Wysokie ceny chleba. Polacy wolą kupić gorszy, ale tańszy
Obecną inflację mocno odczuła branża piekarniczo-cukiernicza. Drożeją surowce, ale i same wytwarzane produkty przez co klienci decydują się kupować tańsze wyroby. Właściciele firm apelują, że z powodu coraz wyższych cen energii i mąki ich branża może zacząć podupadać. Już teraz obserwują, na jakie produkty wybierają ich klienci. W przypadku pieczywa, konsumenci zaczęli kupować tańszy chleb, mimo jego gorszej jakości.
Polecany artykuł:
Dużo piekarni kończy swoją działalność. Powód? Drożyzna
Jak podaje portal “Rzeczpospolita” rzecznik wywiadowni Dun & Bradstreet Tomasz Starzyk wyjawił, że w bieżącym roku mieszkańcy Polski zarejestrowali 84 piekarnie, natomiast 77 zakończyło działalność. Rynek piekarniczo-cukierniczy urósł o niespełna 0,2 proc. Jak zauważa jest to pierwsza taka sytuacja od 2016 roku, w którym to została odnotowana najniższa ilość piekarni w Polsce.
“Dzisiaj możemy mówić już nie o poważnym spowolnieniu, ale o stagnacji”- ostrzega w "Rzeczpospolitej" Tomasz Starzyk
Polacy kupują gorszy, ale tańszy chleb. Powód? Drożyzna
Według danych widowni Dun & Bradstreet przygotowanych dla “Rzeczypospolitej” obecnie za 1 kg chleba musimy zapłacić ok 7,50 zł, a jeszcze rok temu jego cena wynosiła ok 5,80 zł. W przypadku 50 g bułki kajzerki trzeba wydać 0,65 gr. W kwietniu 2021 roku było to 0,59 gr. Eksperci apelują, że latem ceny żywności wzrosną jeszcze o 30 proc.
Na podstawie tych danych nie sposób się dziwić, dlaczego sektor sklepów piekarniczo-cukierniczych już teraz ma kłopoty. Klienci nierzadko decydują się zrezygnować z pobliskiej, dotychczas często odwiedzanej piekarni, po to, aby zrobić zakupy w marketach, gdzie ceny są niższe. Oczywiście, jakość tych wyrobów jest znacznie gorsza, jednak jak można zaobserwować konsumenci w dobie obecnej inflacji wolą zakupić gorszy produkt, ale o wiele tańszy.

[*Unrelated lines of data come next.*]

//! Identity types for the pipeline graph.
//!
//! All IDs are newtypes over `u32` that serve as direct array indices
//! into their respective storage vectors, providing O(1) lookup.

use std::fmt;

/// Index into the registry's node arena.
#[derive(Clone, Copy, PartialEq, Eq, Hash, PartialOrd, Ord, Default)]
pub struct NodeId(pub u32);

impl NodeId {
    #[inline]
    pub fn index(self) -> usize {
        self.0 as usize
    }
}

impl fmt::Debug for NodeId {
    fn fmt(&self, f: &mut fmt::Formatter<'_>) -> fmt::Result {
        write!(f, "NodeId({})", self.0)
    }
}

impl fmt::Display for NodeId {
    fn fmt(&self, f: &mut fmt::Formatter<'_>) -> fmt::Result {
        fmt::Debug::fmt(self, f)
    }
}

/// Compact pad identifier. High 20 bits = node index, low 12 bits = pad index
/// within that node. Ordering follows the packed value, which gives linking a
/// stable lock order.
#[derive(Clone, Copy, PartialEq, Eq, Hash, PartialOrd, Ord)]
pub struct PadId(pub u32);

impl PadId {
    const PAD_BITS: u32 = 12;
    const PAD_MASK: u32 = (1 << Self::PAD_BITS) - 1;

    /// Largest number of pads a single node may own.
    pub const MAX_PADS_PER_NODE: usize = 1 << Self::PAD_BITS;

    pub fn new(node: NodeId, pad_index: u16) -> Self {
        debug_assert!((pad_index as usize) < Self::MAX_PADS_PER_NODE);
        Self((node.0 << Self::PAD_BITS) | (pad_index as u32 & Self::PAD_MASK))
    }

    #[inline]
    pub fn node(self) -> NodeId {
        NodeId(self.0 >> Self::PAD_BITS)
    }

    #[inline]
    pub fn pad_index(self) -> u16 {
        (self.0 & Self::PAD_MASK) as u16
    }
}

impl fmt::Debug for PadId {
    fn fmt(&self, f: &mut fmt::Formatter<'_>) -> fmt::Result {
        write!(f, "PadId(node={}, pad={})", self.node().0, self.pad_index())
    }
}

/// Index into the registry's link list.
#[derive(Clone, Copy, PartialEq, Eq, Hash, PartialOrd, Ord)]
pub struct LinkId(pub u32);

impl LinkId {
    #[inline]
    pub fn index(self) -> usize {
        self.0 as usize
    }
}

impl fmt::Debug for LinkId {
    fn fmt(&self, f: &mut fmt::Formatter<'_>) -> fmt::Result {
        write!(f, "LinkId({})", self.0)
    }
}

#[cfg(test)]
mod tests {
    use super::*;

    #[test]
    fn test_node_id() {
        let id = NodeId(42);
        assert_eq!(id.index(), 42);
        assert_eq!(id.to_string(), "NodeId(42)");
    }

    #[test]
    fn test_pad_id_packs_node_and_index() {
        let node = NodeId(100);
        let pad = PadId::new(node, 7);
        assert_eq!(pad.node(), node);
        assert_eq!(pad.pad_index(), 7);
    }

    #[test]
    fn test_pad_id_limits() {
        let node = NodeId((1 << 20) - 1);
        let pad = PadId::new(node, 4095);
        assert_eq!(pad.node(), node);
        assert_eq!(pad.pad_index(), 4095);
    }

    #[test]
    fn test_pad_id_orders_by_node_first() {
        let a = PadId::new(NodeId(1), 4000);
        let b = PadId::new(NodeId(2), 0);
        assert!(a < b);
    }
}
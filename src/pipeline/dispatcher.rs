//! Worker pool that drains pad announcements into the dynamic linker.
//!
//! Announcements arrive on a crossbeam channel from whichever framework
//! thread discovered the pad. A small fixed pool of workers receives from the
//! shared channel, so announcements from both chains can be linked
//! concurrently. Workers exit when the shutdown sender is dropped or every
//! notifier is gone.

use std::sync::Arc;
use std::thread::{self, JoinHandle};

use crossbeam_channel::{select, Receiver, Sender};
use tracing::{debug, trace, warn};

use crate::framework::PadAdded;
use crate::pipeline::error::{PipelineError, PipelineResult};
use crate::pipeline::linker::{DynamicLinker, LinkOutcome};

/// Default number of dispatcher workers.
pub const DEFAULT_WORKERS: usize = 2;

pub struct LinkDispatcher {
    shutdown: Option<Sender<()>>,
    workers: Vec<JoinHandle<()>>,
}

impl LinkDispatcher {
    /// Spawn `workers` threads (at least one) receiving from `events`.
    pub fn start(
        linker: Arc<DynamicLinker>,
        events: Receiver<PadAdded>,
        workers: usize,
    ) -> PipelineResult<Self> {
        let (shutdown_tx, shutdown_rx) = crossbeam_channel::bounded::<()>(0);
        let mut dispatcher = Self {
            shutdown: Some(shutdown_tx),
            workers: Vec::with_capacity(workers.max(1)),
        };

        for index in 0..workers.max(1) {
            let linker = linker.clone();
            let events = events.clone();
            let shutdown = shutdown_rx.clone();
            // On spawn failure `dispatcher` drops here and joins what started.
            let handle = thread::Builder::new()
                .name(format!("pad-linker-{}", index))
                .spawn(move || worker_loop(index, &linker, &events, &shutdown))?;
            dispatcher.workers.push(handle);
        }

        debug!("Link dispatcher started with {} workers", dispatcher.workers.len());
        Ok(dispatcher)
    }

    pub fn worker_count(&self) -> usize {
        self.workers.len()
    }

    /// Signal every worker and wait for them to finish.
    pub fn stop(&mut self) {
        if self.shutdown.take().is_none() {
            return;
        }
        for handle in self.workers.drain(..) {
            if handle.join().is_err() {
                warn!("Link dispatcher worker panicked");
            }
        }
        debug!("Link dispatcher stopped");
    }
}

impl Drop for LinkDispatcher {
    fn drop(&mut self) {
        self.stop();
    }
}

fn worker_loop(
    index: usize,
    linker: &DynamicLinker,
    events: &Receiver<PadAdded>,
    shutdown: &Receiver<()>,
) {
    loop {
        select! {
            recv(events) -> msg => match msg {
                Ok(event) => dispatch(index, linker, &event),
                Err(_) => break,
            },
            recv(shutdown) -> _ => break,
        }
    }
    trace!("Link dispatcher worker {} exiting", index);
}

fn dispatch(index: usize, linker: &DynamicLinker, event: &PadAdded) {
    trace!(
        "Worker {} handling pad '{}' from {:?}",
        index,
        event.pad.name,
        event.producer
    );
    match linker.handle(event) {
        Ok(LinkOutcome::Linked(_)) | Ok(LinkOutcome::AlreadyLinked) => {}
        // Already logged and recorded by the linker.
        Err(PipelineError::DynamicLink(_)) => {}
        Err(e) => warn!("Dropped pad announcement '{}': {}", event.pad.name, e),
    }
}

Ceny chleba poszły w górę. Piekarnie upadną?
Od kilku lat obserwujemy likwidacje małych i średnich piekarni, na te miejsce powstają w dyskontach pseudopiekarnie, które odpiekają mrożone pieczywo. To się odbywa kosztem małych rodzinnych firm – mówi Stefan Putka dla dziennika “Rzeczpospolita”
Czy panująca drożyzna spowoduje, że piekarnie i cukiernie zaczną się zamykać? Właściciele takich przedsiębiorstw obawiają się najgorszego i zachęcają do wspierania swoich mniejszych firm, w których klienci mogą zakupić świeże, wysokiej jakości pieczywo.